Bisphenol B stimulates Leydig cell proliferation but inhibits maturation in late pubertal rats

Bisphenol B (BPB) has been used as a substitute for bisphenol A (BPA) in plastic materials. Whether BPB disrupts the male reproductive system remains unknown. Here, we report the effect of BPB on Leydig cell maturation in late puberty. Male Sprague-Dawley (35 days old) rats were gavaged with BPB at 0, 10, 100, and 200 mg/kg/day for 21 days. BPB significantly reduced body and epididymis weight at 200 mg/kg. BPB markedly decreased serum testosterone levels at 100 and 200 mg/kg and serum luteinizing hormone and follicle-stimulating hormone levels at 200 mg/kg. BPB significantly increased Leydig cell number at 100 and 200 mg/kg, while down-regulating the expression of Leydig cell genes (Cyp11a1 and Hsd3b1) at ≥100 mg/kg and up-regulating the expression of Sertoli cell genes (Pdgfra, Fshr, Sox9) and cell cycle regulators (Pcna, Ccnb1, Cdk2, and Cdk4) at 10–200 mg/kg.
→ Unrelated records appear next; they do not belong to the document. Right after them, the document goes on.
#![forbid(unsafe_code)]

//! A named, versioned value with bound elements and memento history.
//!
//! # Invariants
//!
//! 1. `history().current() == value()` at all times. The value is only
//!    produced by [`change`](BindableRecord::change) or a cursor move.
//! 2. `version` increments exactly once per accepted change or restore.
//! 3. A change that leaves the value equal to the current one is rejected:
//!    no version bump, no memento, no notification.
//! 4. Bindings are unique per (element, sub-path) and kept in insertion order.

use weave_core::origin::{ChangeEvent, ElementId};
use weave_core::path::{AccessError, read_at, write_at};
use weave_core::value::Value;

use crate::element::{Binding, Delivery, ElementRef};
use crate::history::{History, HistoryConfig};

/// One record of the model store.
#[derive(Debug)]
pub struct BindableRecord {
    name: String,
    value: Value,
    version: u64,
    bindings: Vec<Binding>,
    history: History<Value>,
}

impl BindableRecord {
    /// Create a record holding a snapshot of `value`.
    #[must_use]
    pub fn new(name: impl Into<String>, value: &Value, config: HistoryConfig) -> Self {
        let value = value.snapshot();
        Self {
            name: name.into(),
            history: History::new(value.clone(), config),
            value,
            version: 0,
            bindings: Vec::new(),
        }
    }

    #[must_use]
    pub fn name(&self) -> &str {
        &self.name
    }

    /// Live view of the current value. Callers outside the store receive
    /// snapshots instead.
    #[must_use]
    pub fn value(&self) -> &Value {
        &self.value
    }

    #[must_use]
    pub fn version(&self) -> u64 {
        self.version
    }

    #[must_use]
    pub fn history(&self) -> &History<Value> {
        &self.history
    }

    #[must_use]
    pub fn bindings(&self) -> &[Binding] {
        &self.bindings
    }

    /// Add a binding. Returns `false` for a duplicate (element, sub-path).
    pub fn bind(&mut self, element: ElementRef, segments: Vec<String>) -> bool {
        let id = element.id();
        if self.bindings.iter().any(|b| b.same_target(id, &segments)) {
            return false;
        }
        self.bindings.push(Binding::new(element, segments));
        true
    }

    /// Remove every binding of `element`. Returns how many were removed.
    pub fn unbind(&mut self, element: ElementId) -> usize {
        let before = self.bindings.len();
        self.bindings.retain(|b| b.element_id() != element);
        before - self.bindings.len()
    }

    /// Apply `new` at `segments` and record a memento.
    ///
    /// Returns `Ok(false)` when the resulting value equals the current one.
    ///
    /// # Errors
    ///
    /// Propagates [`AccessError`] from the path write; the record is left
    /// untouched.
    pub fn change(&mut self, segments: &[String], new: Value) -> Result<bool, AccessError> {
        let mut next = self.value.clone();
        write_at(&mut next, segments, new.snapshot())?;
        if next == self.value {
            return Ok(false);
        }
        self.history.record(next.clone());
        self.value = next;
        self.version += 1;
        Ok(true)
    }

    /// Move the history cursor with `step`; on movement the value becomes the
    /// memento at the cursor.
    pub fn restore_with(&mut self, step: impl FnOnce(&mut History<Value>) -> bool) -> bool {
        if !step(&mut self.history) {
            return false;
        }
        self.value = self.history.current().clone();
        self.version += 1;
        true
    }

    /// The sub-value a binding should display; missing paths read as `Null`.
    #[must_use]
    pub fn value_for(&self, binding: &Binding) -> Value {
        read_at(&self.value, binding.segments())
            .map(Value::snapshot)
            .unwrap_or_default()
    }

    /// Values to push for `event`, skipping the originating element.
    pub(crate) fn deliveries(&self, event: &ChangeEvent) -> Vec<Delivery> {
        self.bindings
            .iter()
            .filter(|b| !event.skips(b.element_id()))
            .map(|b| Delivery {
                element: b.element().clone(),
                value: self.value_for(b),
            })
            .collect()
    }

    /// Delivery for the most recent binding of `element` at `segments`.
    pub(crate) fn delivery_for(&self, element: ElementId, segments: &[String]) -> Option<Delivery> {
        self.bindings
            .iter()
            .find(|b| b.same_target(element, segments))
            .map(|b| Delivery {
                element: b.element().clone(),
                value: self.value_for(b),
            })
    }
}

#[cfg(test)]
mod tests {
    use super::*;

    fn record() -> BindableRecord {
        BindableRecord::new(
            "form",
            &Value::from_pairs([("title", "draft")]),
            HistoryConfig::default(),
        )
    }

    #[test]
    fn change_records_memento_and_bumps_version() {
        let mut r = record();
        assert!(r.change(&["title".into()], "final".into()).unwrap());
        assert_eq!(r.version(), 1);
        assert_eq!(r.history().len(), 2);
        assert_eq!(r.history().current(), r.value());
    }

    #[test]
    fn equal_change_is_rejected() {
        let mut r = record();
        assert!(!r.change(&["title".into()], "draft".into()).unwrap());
        assert_eq!(r.version(), 0);
        assert_eq!(r.history().len(), 1);
    }

    #[test]
    fn rewriting_nan_is_rejected() {
        let mut r = record();
        assert!(r.change(&["title".into()], Value::Float(f64::NAN)).unwrap());
        assert!(!r.change(&["title".into()], Value::Float(f64::NAN)).unwrap());
        assert_eq!(r.version(), 1);
        assert_eq!(r.history().len(), 2);
    }

    #[test]
    fn failed_change_leaves_record_untouched() {
        let mut r = record();
        let err = r.change(&["body".into()], "x".into()).unwrap_err();
        assert!(matches!(err, AccessError::UndefinedProperty { .. }));
        assert_eq!(r.version(), 0);
        assert_eq!(r.history().len(), 1);
    }

    #[test]
    fn restore_moves_value_to_cursor() {
        let mut r = record();
        r.change(&[], Value::from_pairs([("title", "b")])).unwrap();
        assert!(r.restore_with(History::undo));
        assert_eq!(r.value().property("title"), Some(&Value::from("draft")));
        assert_eq!(r.version(), 2);
        assert!(!r.restore_with(History::undo));
        assert_eq!(r.version(), 2);
    }
}
#![forbid(unsafe_code)]

//! Structured values held by the model store.
//!
//! A [`Value`] is a tree of primitives, ordered lists, and string-keyed maps.
//! Maps may also carry [`Callback`] entries (helpers attached to state by
//! application code), but callbacks never travel through the store: every
//! value that enters or leaves a record goes through [`Value::snapshot`].
//!
//! # Invariants
//!
//! 1. `snapshot()` shares nothing with its source. Mutating either side never
//!    affects the other.
//! 2. `snapshot()` drops callbacks: map entries holding a callback are
//!    omitted, list slots holding a callback become `Null`, and a top-level
//!    callback becomes `Null`.
//! 3. Equality is structural. Two callbacks are equal only when they share
//!    the same function allocation.
//!
//! # JSON
//!
//! [`Value::to_json`] and `From<serde_json::Value>` convert at the
//! persistence boundary. Non-finite floats serialize as `null`.

use std::collections::BTreeMap;
use std::fmt;
use std::rc::Rc;

/// String-keyed map of values, ordered by key.
pub type Map = BTreeMap<String, Value>;

/// A function attached to a value tree.
///
/// Callbacks are carried by application state but excluded from snapshots.
#[derive(Clone)]
pub struct Callback(Rc<dyn Fn(&[Value]) -> Value>);

impl Callback {
    /// Wrap a function as a callback value.
    pub fn new(f: impl Fn(&[Value]) -> Value + 'static) -> Self {
        Self(Rc::new(f))
    }

    /// Invoke the callback.
    pub fn call(&self, args: &[Value]) -> Value {
        (self.0)(args)
    }
}

impl PartialEq for Callback {
    fn eq(&self, other: &Self) -> bool {
        Rc::ptr_eq(&self.0, &other.0)
    }
}

impl fmt::Debug for Callback {
    fn fmt(&self, f: &mut fmt::Formatter<'_>) -> fmt::Result {
        f.write_str("Callback(..)")
    }
}

/// A structured value.
///
/// Equality treats every NaN as equal to every other NaN, so writing NaN
/// over NaN is a no-op like any other identical write.
#[derive(Clone, Debug, Default)]
pub enum Value {
    #[default]
    Null,
    Bool(bool),
    Int(i64),
    Float(f64),
    Str(String),
    List(Vec<Value>),
    Map(Map),
    Callback(Callback),
}

impl PartialEq for Value {
    fn eq(&self, other: &Self) -> bool {
        match (self, other) {
            (Self::Null, Self::Null) => true,
            (Self::Bool(a), Self::Bool(b)) => a == b,
            (Self::Int(a), Self::Int(b)) => a == b,
            (Self::Float(a), Self::Float(b)) => a == b || (a.is_nan() && b.is_nan()),
            (Self::Str(a), Self::Str(b)) => a == b,
            (Self::List(a), Self::List(b)) => a == b,
            (Self::Map(a), Self::Map(b)) => a == b,
            (Self::Callback(a), Self::Callback(b)) => a == b,
            _ => false,
        }
    }
}

impl Value {
    /// An empty map value.
    #[must_use]
    pub fn map() -> Self {
        Self::Map(Map::new())
    }

    /// An empty list value.
    #[must_use]
    pub fn list() -> Self {
        Self::List(Vec::new())
    }

    /// Build a map value from key/value pairs.
    pub fn from_pairs<K, V>(pairs: impl IntoIterator<Item = (K, V)>) -> Self
    where
        K: Into<String>,
        V: Into<Value>,
    {
        Self::Map(
            pairs
                .into_iter()
                .map(|(k, v)| (k.into(), v.into()))
                .collect(),
        )
    }

    /// Short name of the variant, used in error messages.
    #[must_use]
    pub fn kind(&self) -> &'static str {
        match self {
            Self::Null => "null",
            Self::Bool(_) => "bool",
            Self::Int(_) => "int",
            Self::Float(_) => "float",
            Self::Str(_) => "string",
            Self::List(_) => "list",
            Self::Map(_) => "map",
            Self::Callback(_) => "callback",
        }
    }

    #[must_use]
    pub fn is_null(&self) -> bool {
        matches!(self, Self::Null)
    }

    #[must_use]
    pub fn as_bool(&self) -> Option<bool> {
        match self {
            Self::Bool(b) => Some(*b),
            _ => None,
        }
    }

    #[must_use]
    pub fn as_i64(&self) -> Option<i64> {
        match self {
            Self::Int(i) => Some(*i),
            _ => None,
        }
    }

    /// Numeric view of the value; integers widen to `f64`.
    #[must_use]
    pub fn as_f64(&self) -> Option<f64> {
        match self {
            Self::Int(i) => Some(*i as f64),
            Self::Float(f) => Some(*f),
            _ => None,
        }
    }

    #[must_use]
    pub fn as_str(&self) -> Option<&str> {
        match self {
            Self::Str(s) => Some(s),
            _ => None,
        }
    }

    #[must_use]
    pub fn as_list(&self) -> Option<&[Value]> {
        match self {
            Self::List(items) => Some(items),
            _ => None,
        }
    }

    #[must_use]
    pub fn as_map(&self) -> Option<&Map> {
        match self {
            Self::Map(map) => Some(map),
            _ => None,
        }
    }

    pub fn as_map_mut(&mut self) -> Option<&mut Map> {
        match self {
            Self::Map(map) => Some(map),
            _ => None,
        }
    }

    /// Whether the value can be addressed by property segments.
    #[must_use]
    pub fn is_container(&self) -> bool {
        matches!(self, Self::List(_) | Self::Map(_))
    }

    /// Look up a single property: a map key, or a list index.
    #[must_use]
    pub fn property(&self, segment: &str) -> Option<&Value> {
        match self {
            Self::Map(map) => map.get(segment),
            Self::List(items) => segment.parse::<usize>().ok().and_then(|i| items.get(i)),
            _ => None,
        }
    }

    /// Disconnected structural copy with callbacks removed.
    #[must_use]
    pub fn snapshot(&self) -> Value {
        match self {
            Self::Callback(_) => Self::Null,
            Self::List(items) => Self::List(items.iter().map(Value::snapshot).collect()),
            Self::Map(map) => Self::Map(
                map.iter()
                    .filter(|(_, v)| !matches!(v, Self::Callback(_)))
                    .map(|(k, v)| (k.clone(), v.snapshot()))
                    .collect(),
            ),
            other => other.clone(),
        }
    }

    /// Convert to JSON, applying the same callback exclusion as `snapshot()`.
    #[must_use]
    pub fn to_json(&self) -> serde_json::Value {
        use serde_json::Value as Json;
        match self {
            Self::Null | Self::Callback(_) => Json::Null,
            Self::Bool(b) => Json::Bool(*b),
            Self::Int(i) => Json::from(*i),
            Self::Float(f) => serde_json::Number::from_f64(*f)
                .map(Json::Number)
                .unwrap_or(Json::Null),
            Self::Str(s) => Json::String(s.clone()),
            Self::List(items) => Json::Array(items.iter().map(Value::to_json).collect()),
            Self::Map(map) => Json::Object(
                map.iter()
                    .filter(|(_, v)| !matches!(v, Self::Callback(_)))
                    .map(|(k, v)| (k.clone(), v.to_json()))
                    .collect(),
            ),
        }
    }
}

impl From<serde_json::Value> for Value {
    fn from(json: serde_json::Value) -> Self {
        use serde_json::Value as Json;
        match json {
            Json::Null => Self::Null,
            Json::Bool(b) => Self::Bool(b),
            Json::Number(n) => match n.as_i64() {
                Some(i) => Self::Int(i),
                None => Self::Float(n.as_f64().unwrap_or(f64::NAN)),
            },
            Json::String(s) => Self::Str(s),
            Json::Array(items) => Self::List(items.into_iter().map(Value::from).collect()),
            Json::Object(map) => Self::Map(map.into_iter().map(|(k, v)| (k, v.into())).collect()),
        }
    }
}

impl From<bool> for Value {
    fn from(b: bool) -> Self {
        Self::Bool(b)
    }
}

impl From<i64> for Value {
    fn from(i: i64) -> Self {
        Self::Int(i)
    }
}

impl From<i32> for Value {
    fn from(i: i32) -> Self {
        Self::Int(i64::from(i))
    }
}

impl From<u32> for Value {
    fn from(i: u32) -> Self {
        Self::Int(i64::from(i))
    }
}

impl From<f64> for Value {
    fn from(f: f64) -> Self {
        Self::Float(f)
    }
}

impl From<&str> for Value {
    fn from(s: &str) -> Self {
        Self::Str(s.to_owned())
    }
}

impl From<String> for Value {
    fn from(s: String) -> Self {
        Self::Str(s)
    }
}

impl From<Vec<Value>> for Value {
    fn from(items: Vec<Value>) -> Self {
        Self::List(items)
    }
}

impl From<Map> for Value {
    fn from(map: Map) -> Self {
        Self::Map(map)
    }
}

impl From<Callback> for Value {
    fn from(cb: Callback) -> Self {
        Self::Callback(cb)
    }
}

impl<T: Into<Value>> From<Option<T>> for Value {
    fn from(opt: Option<T>) -> Self {
        opt.map_or(Self::Null, Into::into)
    }
}

impl fmt::Display for Value {
    fn fmt(&self, f: &mut fmt::Formatter<'_>) -> fmt::Result {
        match self {
            Self::Null => f.write_str("null"),
            Self::Bool(b) => write!(f, "{b}"),
            Self::Int(i) => write!(f, "{i}"),
            Self::Float(x) => write!(f, "{x}"),
            Self::Str(s) => f.write_str(s),
            Self::Callback(_) => f.write_str("<callback>"),
            Self::List(_) | Self::Map(_) => write!(f, "{}", self.to_json()),
        }
    }
}

#[cfg(test)]
mod tests {
    use super::*;

    #[test]
    fn nan_equals_nan() {
        assert_eq!(Value::Float(f64::NAN), Value::Float(f64::NAN));
        assert_eq!(Value::Float(0.0), Value::Float(-0.0));
        assert_ne!(Value::Float(1.0), Value::Int(1));
    }

    fn sample() -> Value {
        Value::from_pairs([
            ("name", Value::from("Ada")),
            (
                "tags",
                Value::List(vec![
                    "a".into(),
                    Value::Callback(Callback::new(|_| Value::Null)),
                ]),
            ),
            ("format", Value::Callback(Callback::new(|_| "x".into()))),
            ("nested", Value::from_pairs([("depth", 2)])),
        ])
    }

    #[test]
    fn snapshot_drops_callback_entries() {
        let snap = sample().snapshot();
        let map = snap.as_map().unwrap();
        assert!(!map.contains_key("format"));
        assert_eq!(map.len(), 3);
    }

    #[test]
    fn snapshot_nulls_callbacks_in_lists() {
        let snap = sample().snapshot();
        assert_eq!(
            snap.property("tags"),
            Some(&Value::List(vec!["a".into(), Value::Null]))
        );
    }

    #[test]
    fn snapshot_top_level_callback_is_null() {
        let cb = Value::Callback(Callback::new(|_| Value::Null));
        assert_eq!(cb.snapshot(), Value::Null);
    }

    #[test]
    fn snapshot_is_disconnected() {
        let original = sample();
        let mut copy = original.snapshot();
        copy.as_map_mut()
            .unwrap()
            .insert("name".into(), "Grace".into());
        assert_eq!(original.property("name"), Some(&Value::from("Ada")));
    }

    #[test]
    fn callbacks_compare_by_identity() {
        let cb = Callback::new(|_| Value::Null);
        let same = cb.clone();
        let other = Callback::new(|_| Value::Null);
        assert_eq!(cb, same);
        assert_ne!(cb, other);
        assert_eq!(same.call(&[]), Value::Null);
    }

    #[test]
    fn property_reads_list_indices() {
        let list = Value::List(vec![1.into(), 2.into()]);
        assert_eq!(list.property("1"), Some(&Value::Int(2)));
        assert_eq!(list.property("2"), None);
        assert_eq!(list.property("x"), None);
        assert_eq!(Value::Int(3).property("0"), None);
    }

    #[test]
    fn json_round_trip_excludes_callbacks() {
        let json = sample().to_json();
        assert!(json.get("format").is_none());
        let back = Value::from(json);
        assert_eq!(back, sample().snapshot());
    }

    #[test]
    fn json_non_finite_float_is_null() {
        assert_eq!(Value::Float(f64::NAN).to_json(), serde_json::Value::Null);
    }

    #[test]
    fn json_numbers_keep_integer_kind() {
        let v = Value::from(serde_json::json!({"n": 3, "x": 1.5}));
        assert_eq!(v.property("n"), Some(&Value::Int(3)));
        assert_eq!(v.property("x"), Some(&Value::Float(1.5)));
    }

    #[test]
    fn display_scalars_and_containers() {
        assert_eq!(Value::from("hi").to_string(), "hi");
        assert_eq!(Value::Int(4).to_string(), "4");
        assert_eq!(Value::List(vec![1.into()]).to_string(), "[1]");
    }

    #[test]
    fn option_conversion() {
        assert_eq!(Value::from(None::<i64>), Value::Null);
        assert_eq!(Value::from(Some("a")), Value::from("a"));
    }
}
BPB markedly increased the phosphorylation of AKT1, AKT2, and ERK1/2 at 200 mg/kg. BPB increased the proliferation of rat immature Leydig cells via promoting the S/M2 phase shift at 100 and 1000 nM after 24-h culture in vitro. In conclusion, BPB disrupts Leydig cell maturation in late puberty by increasing Leydig cell number while inhibiting its maturation.